══ Data extracts

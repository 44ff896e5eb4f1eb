//! Certificate decoding: bundle splitting, PEM armor, DER field extraction.

mod armor;
mod bundle;
mod cert;

pub use armor::{decode_pem_block, BEGIN_MARKER, END_MARKER};
pub use bundle::{parse_entries, split_bundle, BundleEntry};
pub use cert::{
    compute_spki_hash, der_value, extract_fields, parse_certificate, BasicConstraints,
    CertificateFields,
};

use anchorgen_core::{AnchorError, CertificateRecord, Result, SpkiFingerprint};
use tracing::debug;

/// Decode one bundle entry into a [`CertificateRecord`].
///
/// The declared fingerprint is parsed here but not yet compared with the
/// key; that check belongs to the assembler.
///
/// # Errors
///
/// Returns `AnchorError::MalformedInput` if the fingerprint annotation is
/// missing or not a SHA-256 hex digest, or if the PEM block is malformed.
/// Returns `AnchorError::CertificateParse` if the DER is structurally invalid.
/// Either error names the entry's certificate.
pub fn decode_entry(entry: &BundleEntry) -> Result<CertificateRecord> {
    decode_entry_inner(entry).map_err(|e| e.in_certificate(&entry.id))
}

fn decode_entry_inner(entry: &BundleEntry) -> Result<CertificateRecord> {
    let declared = entry
        .declared_fingerprint
        .as_deref()
        .ok_or_else(|| AnchorError::malformed("missing SHA-256 fingerprint annotation"))?;
    let declared_spki_hash = SpkiFingerprint::from_hex(declared).ok_or_else(|| {
        AnchorError::malformed(format!("fingerprint annotation {declared:?} is not a SHA-256 digest"))
    })?;

    let der_bytes = decode_pem_block(&entry.text)?;
    let fields = parse_certificate(&der_bytes)?;

    debug!(
        cert = %entry.id,
        ca = fields.is_ca(),
        path_len = ?fields.path_len(),
        embedded_name_constraints = fields.name_constraints.is_some(),
        "decoded certificate"
    );

    Ok(CertificateRecord {
        id: entry.id.clone(),
        raw_pem: entry.text.clone(),
        subject_dn: fields.subject_dn.to_vec(),
        spki_bytes: fields.spki.to_vec(),
        embedded_name_constraints: fields.name_constraints.map(<[u8]>::to_vec),
        is_ca: fields.is_ca(),
        declared_spki_hash,
        der_bytes,
    })
}
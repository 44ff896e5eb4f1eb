//! Pipeline configuration.

use std::path::Path;

use anchorgen_core::{AnchorError, Result};
use serde::{Deserialize, Serialize};

/// Knobs for one table build.
#[derive(Debug, Clone, PartialEq, Eq, Serialize, Deserialize)]
pub struct PipelineConfig {
    /// Reject certificates without Basic Constraints `cA = TRUE`.
    #[serde(default)]
    pub require_ca: bool,

    /// Decode certificates on worker threads.
    #[serde(default)]
    pub parallel_decode: bool,

    /// Worker thread count (default: available parallelism).
    #[serde(default)]
    pub workers: Option<usize>,

    /// Annotation key carrying the declared SPKI hash.
    #[serde(default = "default_fingerprint_annotation")]
    pub fingerprint_annotation: String,
}

impl Default for PipelineConfig {
    fn default() -> Self {
        Self {
            require_ca: false,
            parallel_decode: false,
            workers: None,
            fingerprint_annotation: default_fingerprint_annotation(),
        }
    }
}

impl PipelineConfig {
    /// Load config from a TOML file, falling back to defaults.
    pub fn load(path: &Path) -> Result<Self> {
        if path.exists() {
            let content = std::fs::read_to_string(path)?;
            Self::from_toml_str(&content)
        } else {
            Ok(Self::default())
        }
    }

    /// Parse and validate a TOML document.
    pub fn from_toml_str(content: &str) -> Result<Self> {
        let config: Self = toml::from_str(content).map_err(|e| AnchorError::Config(e.to_string()))?;
        config.validate()?;
        Ok(config)
    }

    /// Check values serde cannot.
    pub fn validate(&self) -> Result<()> {
        if self.workers == Some(0) {
            return Err(AnchorError::Config("workers must be at least 1".into()));
        }
        if self.fingerprint_annotation.trim().is_empty() {
            return Err(AnchorError::Config(
                "fingerprint_annotation must not be empty".into(),
            ));
        }
        Ok(())
    }

    /// Number of decode workers to spawn.
    #[must_use]
    pub fn worker_count(&self) -> usize {
        self.workers.unwrap_or_else(|| {
            std::thread::available_parallelism().map_or(1, std::num::NonZeroUsize::get)
        })
    }
}

fn default_fingerprint_annotation() -> String {
    String::from("SHA256 Fingerprint:")
}

#[cfg(test)]
mod tests {
    use super::*;
    use std::io::Write;

    #[test]
    fn test_default_config() {
        let config = PipelineConfig::default();
        assert!(!config.require_ca);
        assert!(!config.parallel_decode);
        assert_eq!(config.workers, None);
        assert_eq!(config.fingerprint_annotation, "SHA256 Fingerprint:");
        assert!(config.worker_count() >= 1);
    }

    #[test]
    fn test_missing_file_gives_defaults() {
        let dir = tempfile::tempdir().unwrap();
        let config = PipelineConfig::load(&dir.path().join("anchorgen.toml")).unwrap();
        assert_eq!(config, PipelineConfig::default());
    }

    #[test]
    fn test_load_partial_file() {
        let mut file = tempfile::NamedTempFile::new().unwrap();
        writeln!(file, "require_ca = true\nworkers = 3").unwrap();

        let config = PipelineConfig::load(file.path()).unwrap();
        assert!(config.require_ca);
        assert_eq!(config.worker_count(), 3);
        assert_eq!(config.fingerprint_annotation, "SHA256 Fingerprint:");
    }

    #[test]
    fn test_invalid_toml_is_config_error() {
        let err = PipelineConfig::from_toml_str("require_ca = \"yes\"").unwrap_err();
        assert!(matches!(err, AnchorError::Config(_)));
    }

    #[test]
    fn test_zero_workers_rejected() {
        assert!(matches!(
            PipelineConfig::from_toml_str("workers = 0"),
            Err(AnchorError::Config(_))
        ));
    }

    #[test]
    fn test_empty_annotation_rejected() {
        assert!(PipelineConfig::from_toml_str("fingerprint_annotation = \" \"").is_err());
    }

    #[test]
    fn test_config_serialization() {
        let config = PipelineConfig {
            parallel_decode: true,
            ..PipelineConfig::default()
        };
        let text = toml::to_string(&config).unwrap();
        assert_eq!(PipelineConfig::from_toml_str(&text).unwrap(), config);
    }
}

════

● **What is expected**: Each line in the material with "CertificateRecord" in it must be reported.

● **Result of this exercise**:
use anchorgen_core::{AnchorError, CertificateRecord, Result, SpkiFingerprint};
/// Decode one bundle entry into a [`CertificateRecord`].
pub fn decode_entry(entry: &BundleEntry) -> Result<CertificateRecord> {
fn decode_entry_inner(entry: &BundleEntry) -> Result<CertificateRecord> {
    Ok(CertificateRecord {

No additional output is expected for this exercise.